Wednesday, December 30, 2015

i went to the movies

"The real problem has far less to do with what is really out there than it does with our resistance to finding out what is really out there.  The suffering comes from our reluctance to learn to walk in the dark."
Yesterday I did something really brave.  I was offered a chance to conquer my fear.  I've been offered chances like these off and on for the past few years and I've always declined.  But something felt different this time.  It felt less scary.  And there was something inside of me that thought maybe I can do this.  I went back and forth several times, but I ended up saying yes.

I went to the movies.
"When we run from darkness, how much do we really know about what we are running from?  If we turn away from darkness on principle, doing everything we can to avoid it because there is simply no telling what it contains, isn't there a chance that what we are running from is God?"
When you have a panic attack followed by painful anxiety, everything related to the onset becomes a trigger.  At least that's how it was for me.  Every piece of that day turned grey and joyless.  The things themselves did not scare me but the association that those things had with the anxiety terrified me.

I was in a movie theater on July 20, 2012 when I had the panic attack, so I stopped going to movies.  I was watching "The Dark Knight Rises" so almost everything Batman related, especially Bane and his voice, made (and kind of still make) me shutter.  It all happened on a weekend, so for several months, I dreaded weekends and my anxiety was sky high every Saturday.  Duke was being watched by someone else (that someone else was Sara so it was the best someone else, but still someone else), so any time we left Duke in the months following there were lots of pep talks, prayers, and encouragement from Colt involved.  We went to Fuzzy's downtown before the movie and I just recently went to Fuzzy's in Norman for the first time since.  Everything from that day became dark and full of fear.
"For good or ill, no one can do your work for you while you are in this dark place.  It has your name all over it, and the only way out is through." 
Everything that anxiety slithers its way into changes from that point on.  Everything it touches becomes something different.  Things you used to love turn into things that only bring you pain.

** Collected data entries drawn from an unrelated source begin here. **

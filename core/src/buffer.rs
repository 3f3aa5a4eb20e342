//! Async driver that feeds a [`FeedWindow`] from a [`PageProvider`].

use lokitos_backend::{BackendError, PageProvider};
use lokitos_types::{ItemId, UserId};
use thiserror::Error;
use tokio::task::{JoinError, JoinSet};

use crate::BufferPolicy;
use crate::scroll::ScrollMetrics;
use crate::window::{FeedWindow, LoadOutcome, WindowError};

#[derive(Debug, Error)]
pub enum FeedError {
    #[error(transparent)]
    Window(#[from] WindowError),
    #[error(transparent)]
    Backend(#[from] BackendError),
}

impl FeedError {
    #[must_use]
    pub fn backend(&self) -> Option<&BackendError> {
        match self {
            Self::Backend(e) => Some(e),
            Self::Window(_) => None,
        }
    }
}

/// One feed screen: a window plus the provider that fills it.
///
/// Every method takes `&mut self`, so loads never overlap. View
/// registration runs in the background on tasks the buffer owns: callers
/// never wait on it while scrolling, and [`FeedBuffer::flush_views`] drains
/// whatever is still in flight before the session ends. Dropping the buffer
/// aborts unflushed registrations.
pub struct FeedBuffer<P: PageProvider, H = ()> {
    provider: P,
    window: FeedWindow<P::Item, H>,
    viewer: Option<UserId>,
    views: JoinSet<()>,
}

impl<P, H> FeedBuffer<P, H>
where
    P: PageProvider + Clone + Send + Sync + 'static,
{
    #[must_use]
    pub fn new(provider: P, policy: BufferPolicy) -> Self {
        let window = FeedWindow::new(provider.kind(), policy);
        Self {
            provider,
            window,
            viewer: None,
            views: JoinSet::new(),
        }
    }

    #[must_use]
    pub fn window(&self) -> &FeedWindow<P::Item, H> {
        &self.window
    }

    pub fn window_mut(&mut self) -> &mut FeedWindow<P::Item, H> {
        &mut self.window
    }

    #[must_use]
    pub fn viewer(&self) -> Option<&UserId> {
        self.viewer.as_ref()
    }

    /// Viewer sent with every page and view. Takes effect on the next request.
    pub fn set_viewer(&mut self, viewer: Option<UserId>) {
        self.viewer = viewer;
    }

    /// Load the first page, optionally positioned on a deep-linked item.
    pub async fn initialize(
        &mut self,
        page_size: usize,
        anchor: Option<ItemId>,
    ) -> Result<LoadOutcome<H>, FeedError> {
        let ticket = self
            .window
            .begin_initial(page_size, anchor, self.viewer.clone());
        match self.provider.fetch_page(ticket.request()).await {
            Ok(page) => Ok(self.window.complete_load(ticket, page)),
            Err(e) => {
                self.window.fail_load(ticket);
                tracing::warn!(kind = %self.window.kind(), error = %e, "Initial load failed");
                Err(e.into())
            }
        }
    }

    /// Fetch the next page if none is in flight and the source is not exhausted.
    pub async fn load_more(&mut self) -> Result<LoadOutcome<H>, FeedError> {
        let Some(ticket) = self.window.begin_load_more(self.viewer.clone()) else {
            return Ok(LoadOutcome::Skipped);
        };
        match self.provider.fetch_page(ticket.request()).await {
            Ok(page) => Ok(self.window.complete_load(ticket, page)),
            Err(e) => {
                let offset = ticket.request().offset;
                self.window.fail_load(ticket);
                tracing::warn!(kind = %self.window.kind(), offset, error = %e, "Load more failed");
                Err(e.into())
            }
        }
    }

    /// The viewport settled on `index`.
    ///
    /// Counts a view for the item (locally right away, remotely in the
    /// background) and loads the next page when close to the end.
    pub async fn on_viewport_index_changed(
        &mut self,
        index: usize,
    ) -> Result<LoadOutcome<H>, FeedError> {
        let change = self.window.set_active(index)?;
        self.spawn_view(change.item_id);

        if change.should_load {
            self.load_more().await
        } else {
            Ok(LoadOutcome::Skipped)
        }
    }

    /// Forward the reader's scroll container measurements to the window.
    pub fn record_scroll(&mut self, metrics: ScrollMetrics) {
        self.window.record_scroll(metrics);
    }

    fn spawn_view(&mut self, item: ItemId) {
        while let Some(finished) = self.views.try_join_next() {
            log_view_task(finished);
        }
        let provider = self.provider.clone();
        let viewer = self.viewer.clone();
        self.views.spawn(async move {
            if let Err(e) = provider.register_view(&item, viewer.as_ref()).await {
                tracing::warn!(item_id = %item, error = %e, "Failed to register view");
            }
        });
    }

    /// View registrations spawned and not yet reaped.
    #[must_use]
    pub fn pending_views(&self) -> usize {
        self.views.len()
    }

    /// Wait for every view registration still in flight.
    ///
    /// Call before signing out or exiting so counted views reach the server.
    pub async fn flush_views(&mut self) {
        let pending = self.views.len();
        if pending > 0 {
            tracing::debug!(kind = %self.window.kind(), pending, "Flushing view registrations");
        }
        while let Some(finished) = self.views.join_next().await {
            log_view_task(finished);
        }
    }

    pub fn prepend_item(&mut self, item: P::Item) {
        self.window.prepend_item(item);
    }

    pub fn remove_item(&mut self, id: &ItemId) -> Option<(P::Item, Option<H>)> {
        self.window.remove_item(id)
    }

    /// Drop all items. Returns attached handles so the caller can release them.
    pub fn teardown(&mut self) -> Vec<H> {
        self.window.teardown()
    }
}

fn log_view_task(finished: Result<(), JoinError>) {
    if let Err(e) = finished {
        tracing::warn!(error = %e, "View registration task failed");
    }
}
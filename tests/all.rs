//! Integration test aggregator
//!
//! Entry point for the end-to-end tests that drive the backend client and
//! the feed buffer against a mock server. Modules are declared in `suite/mod.rs`.

mod common;
mod suite;
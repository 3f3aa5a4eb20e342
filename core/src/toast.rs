//! Transient, dismissable messages and the wording for backend failures.

use std::collections::VecDeque;

use lokitos_backend::{BackendError, StatusCode};
use lokitos_types::excerpt;

use crate::FeedError;

const MAX_TOASTS: usize = 5;
const MAX_DETAIL_CHARS: usize = 120;

#[derive(Debug, Clone, Copy, PartialEq, Eq, PartialOrd, Ord)]
pub enum Severity {
    Info,
    Success,
    Warning,
    Error,
}

#[derive(Debug, Clone, Copy, PartialEq, Eq, Hash)]
pub struct ToastId(u64);

#[derive(Debug, Clone, PartialEq, Eq)]
pub struct Toast {
    pub id: ToastId,
    pub severity: Severity,
    pub message: String,
    /// How many times in a row this message was pushed.
    pub count: u32,
}

/// Queue of toasts waiting to be shown.
///
/// Pushing the same message twice in a row bumps the count of the last toast
/// instead of stacking a copy. Only the newest `MAX_TOASTS` are kept.
#[derive(Debug, Default)]
pub struct ToastQueue {
    toasts: VecDeque<Toast>,
    next_id: u64,
}

impl ToastQueue {
    #[must_use]
    pub fn new() -> Self {
        Self::default()
    }

    pub fn push(&mut self, severity: Severity, message: impl Into<String>) -> ToastId {
        let message = message.into();
        if let Some(last) = self.toasts.back_mut()
            && last.severity == severity
            && last.message == message
        {
            last.count = last.count.saturating_add(1);
            return last.id;
        }

        let id = ToastId(self.next_id);
        self.next_id += 1;
        self.toasts.push_back(Toast {
            id,
            severity,
            message,
            count: 1,
        });
        if self.toasts.len() > MAX_TOASTS {
            self.toasts.pop_front();
        }
        id
    }

    /// Toast for a failed backend call. Transient failures are warnings.
    pub fn push_error(&mut self, error: &BackendError) -> ToastId {
        let severity = if error.is_transient() {
            Severity::Warning
        } else {
            Severity::Error
        };
        tracing::debug!(error = %error, ?severity, "Showing error toast");
        self.push(severity, describe_error(error))
    }

    pub fn push_feed_error(&mut self, error: &FeedError) -> ToastId {
        match error {
            FeedError::Backend(e) => self.push_error(e),
            FeedError::Window(e) => self.push(Severity::Error, e.to_string()),
        }
    }

    pub fn dismiss(&mut self, id: ToastId) -> bool {
        let before = self.toasts.len();
        self.toasts.retain(|t| t.id != id);
        self.toasts.len() != before
    }

    /// Take every pending toast, oldest first.
    pub fn drain(&mut self) -> Vec<Toast> {
        self.toasts.drain(..).collect()
    }

    pub fn iter(&self) -> impl Iterator<Item = &Toast> {
        self.toasts.iter()
    }

    #[must_use]
    pub fn len(&self) -> usize {
        self.toasts.len()
    }

    #[must_use]
    pub fn is_empty(&self) -> bool {
        self.toasts.is_empty()
    }
}

/// Short user-facing message for a backend failure.
#[must_use]
pub fn describe_error(error: &BackendError) -> String {
    match error {
        BackendError::NotSignedIn => "Iniciá sesión para continuar.".to_string(),
        e if e.is_auth() => "Tu sesión expiró. Iniciá sesión de nuevo.".to_string(),
        BackendError::Validation(e) => e.to_string(),
        BackendError::SelfFollow => "No podés seguirte a vos mismo.".to_string(),
        BackendError::NotFound(_) => "No encontramos lo que buscabas.".to_string(),
        BackendError::Http { status, .. } if *status == StatusCode::TOO_MANY_REQUESTS => {
            "Demasiadas solicitudes. Esperá un momento.".to_string()
        }
        BackendError::Http { status, body } if status.is_server_error() => {
            with_detail("El servidor no responde. Probá de nuevo en un rato.", body)
        }
        BackendError::Http { status, body } => {
            with_detail(&format!("La solicitud falló ({status})."), body)
        }
        BackendError::Connection { .. } | BackendError::Transport(_) => {
            "Sin conexión. Revisá tu red y probá de nuevo.".to_string()
        }
        BackendError::Decode(_) => "Respuesta inesperada del servidor.".to_string(),
        BackendError::Url(_) | BackendError::InsecureUrl(_) | BackendError::InvalidAnonKey => {
            "La configuración del servidor es inválida.".to_string()
        }
    }
}

fn with_detail(summary: &str, body: &str) -> String {
    let body = body.trim();
    if body.is_empty() {
        summary.to_string()
    } else {
        format!("{summary} {}", excerpt(body, MAX_DETAIL_CHARS))
    }
}
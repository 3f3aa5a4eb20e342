//! Integration test suite modules

mod content;
mod feed;
mod layout;
mod social;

But I said yes last night.

It had been 3.5 years since I'd been in a movie theater.  I stepped up to buy my ticket and I thought to myself I don't even remember what the price for a movie ticket is.  I forgot that the actual movie wouldn't start at 7:15 p.m. but that the previews would start then.  About 15 minutes into the movie, I remembered that there was a cup holder for my drink.  I had been bending down to grab my coke each time I wanted a sip.  I guess 3.5 years away was a bit significant.

The previews made me a little ansy.  I forgot how movie previews throw your emotions all over the map in a matter of minutes.  By the time the movie started, I was kind of exhausted, but I knew that focusing on one plot and one set of characters would be better.  It wasn't long before I forgot where I was and what I was doing.  I was laughing, eating popcorn, and enjoying the movie.
"I learned that sadness does not sink a person; it is the energy a person spends trying to avoid sadness that does that."
We're not made to live in fear.  I'm not supposed to be scared of movie theaters for the rest of my life because of one awful, life-changing experience.  I did need time away from them.  I did need to work through all of those triggers.  I did need to see a counselor to fully understand myself and what was actually happening.  But the things my anxiety touched were not and are not forever tainted.  That's not how God works.
"I have learned things in the dark that I could never have learned in the light.  I need darkness as much as I need light."
After it all happened in 2012, I quickly threw Batman, Fuzzy's, Saturdays, and babysitters in a box labeled "THINGS I'M SCARED OF. DO NOT OPEN EVER AGAIN."  But over time, God has slowly and gently pulled my fears out of that box, one by one, and redeemed them.  It's as if he has said, "See?  Look at this one, Claire.  It doesn't look the same as it did back when you put it in the box.  It's not scary anymore."  I'm not a fearless person, no.  I will always have my work cut out for me in that arena.  But I have seen where fear gets me so I'm going to fight fear for as long as I live.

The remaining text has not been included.